К весне я заболел. Не слушался бабушку, набрав полные валенки снега, лазил по сугробам, проваливался, валенки застряли с носками, я умудрился ещё и побегать босой, выпендриваясь перед Мишкой Кузнецовым. Бабушка безобразие записала подробно, хоть и не знала про снятие валенок. «Был скандал с ушанкой (серой, на пуговке уши). Не хочет застёгивать. Я застегну, он расстегнёт. Так и сидели минут 15 в вестибюле, а потом по дороге продолжалось. Наконец – не расстёгивается, видимо, руки замёрзли, идёт, ковыряет застёжку, злится, ревёт со зла. Ветер, метель… Возле дома: „Не пойду домой, пока не расстегну!“ – „Ну и не ходи!“ Пришёл минут через двадцать со двора – полные валенки снегу, шапка расстёгнута… Вот злыдня!»
И вот болею, голова в жару, и жар то тяжёлый, то сладостный, и, конечно же, малиновое варенье, и морская зыбь чая в блюдце, и бабушкин голос, особый тон, который она будто специально держит для меня, больного, говоря коротко и немного торжественно. И мне будто и разрешается много, но и интерес ко мне особый, внимательный. И особое чувство заоконной жизни – она как сквозь ватный подбой доходит, и взрослые несут её с улицы мне в упрёк.
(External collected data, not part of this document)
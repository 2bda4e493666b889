//! Application state shared across all handlers and middleware.

use std::sync::Arc;

use clientdesk_auth::jwt::{JwtDecoder, JwtEncoder};
use clientdesk_auth::password::PasswordHasher;
use clientdesk_auth::rbac::RbacEnforcer;
use clientdesk_auth::session::SessionManager;
use clientdesk_core::config::AppConfig;
use clientdesk_database::store::Database;
use clientdesk_service::{
    AuditReader, AuditWriter, ClientReportService, ClientService, EmployeeService,
};

/// Application state containing all shared dependencies.
///
/// Passed to every Axum handler via `State<AppState>`.
/// All fields are `Arc`-wrapped for cheap cloning across tasks.
#[derive(Clone)]
pub struct AppState {
    // ── Configuration ────────────────────────────────────────
    /// Application configuration
    pub config: Arc<AppConfig>,

    // ── Infrastructure ───────────────────────────────────────
    /// Record store (Postgres or in-memory)
    pub db: Arc<dyn Database>,

    // ── Auth ─────────────────────────────────────────────────
    /// Password hasher (Argon2)
    pub password_hasher: Arc<PasswordHasher>,
    /// Session lifecycle manager
    pub session_manager: Arc<SessionManager>,
    /// Role-based access control enforcer
    pub rbac_enforcer: Arc<RbacEnforcer>,

    // ── Services ─────────────────────────────────────────────
    /// Client records
    pub client_service: Arc<ClientService>,
    /// Client audit history
    pub audit_reader: Arc<AuditReader>,
    /// Employee accounts
    pub employee_service: Arc<EmployeeService>,
    /// Client report sheets
    pub report_service: Arc<ClientReportService>,
}

impl std::fmt::Debug for AppState {
    fn fmt(&self, f: &mut std::fmt::Formatter<'_>) -> std::fmt::Result {
        f.debug_struct("AppState")
            .field("backend", &self.db.backend())
            .field("session_manager", &self.session_manager)
            .finish_non_exhaustive()
    }
}

impl AppState {
    /// Wire every service on top of the given store.
    pub fn new(config: AppConfig, db: Arc<dyn Database>) -> Self {
        let password_hasher = Arc::new(PasswordHasher::new());
        let jwt_encoder = Arc::new(JwtEncoder::new(&config.auth));
        let jwt_decoder = Arc::new(JwtDecoder::new(&config.auth));
        let rbac_enforcer = Arc::new(RbacEnforcer::new());

        let session_manager = Arc::new(SessionManager::new(
            Arc::clone(&db),
            jwt_encoder,
            jwt_decoder,
            Arc::clone(&password_hasher),
        ));

        let client_service = Arc::new(ClientService::new(
            Arc::clone(&db),
            Arc::clone(&rbac_enforcer),
            AuditWriter::new(),
        ));
        let audit_reader = Arc::new(AuditReader::new(
            Arc::clone(&db),
            Arc::clone(&rbac_enforcer),
        ));
        let employee_service = Arc::new(EmployeeService::new(
            Arc::clone(&db),
            Arc::clone(&password_hasher),
            Arc::clone(&session_manager),
            Arc::clone(&rbac_enforcer),
        ));
        let report_service = Arc::new(ClientReportService::new(
            Arc::clone(&db),
            Arc::clone(&rbac_enforcer),
        ));

        Self {
            config: Arc::new(config),
            db,
            password_hasher,
            session_manager,
            rbac_enforcer,
            client_service,
            audit_reader,
            employee_service,
            report_service,
        }
    }
}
И вот сильней озноб, и вместе с жаром начинают клубиться шершавые бездны, наваливаются адские вереницы несметных чисел, меня мутит, и я рушусь в серые пупырчатые жернова, которые всё вращаются и вращаются, пока вращение не становится спиральным и не выносит меня отдышаться. И я ворочаюсь в потном облаке жара уже с наслаждением, и если начинаю о чём-то думать, то картины сами растут, наслаиваются и обретают необыкновенную горячечную притягательность. И я, конечно, представляю своих любимых хищных птиц, которых обожаю рисовать и которые мне нравятся своим грозным взглядом из-за нависающего надглазного козырька. И я тоже хмурюсь и очень хочу быть похожим на орла, особенно при Люде. Представляю и Люду, и как она бессознательно улыбается и поворачивает голову в сторону Кольки, когда он городит какую-то смешную грубятину.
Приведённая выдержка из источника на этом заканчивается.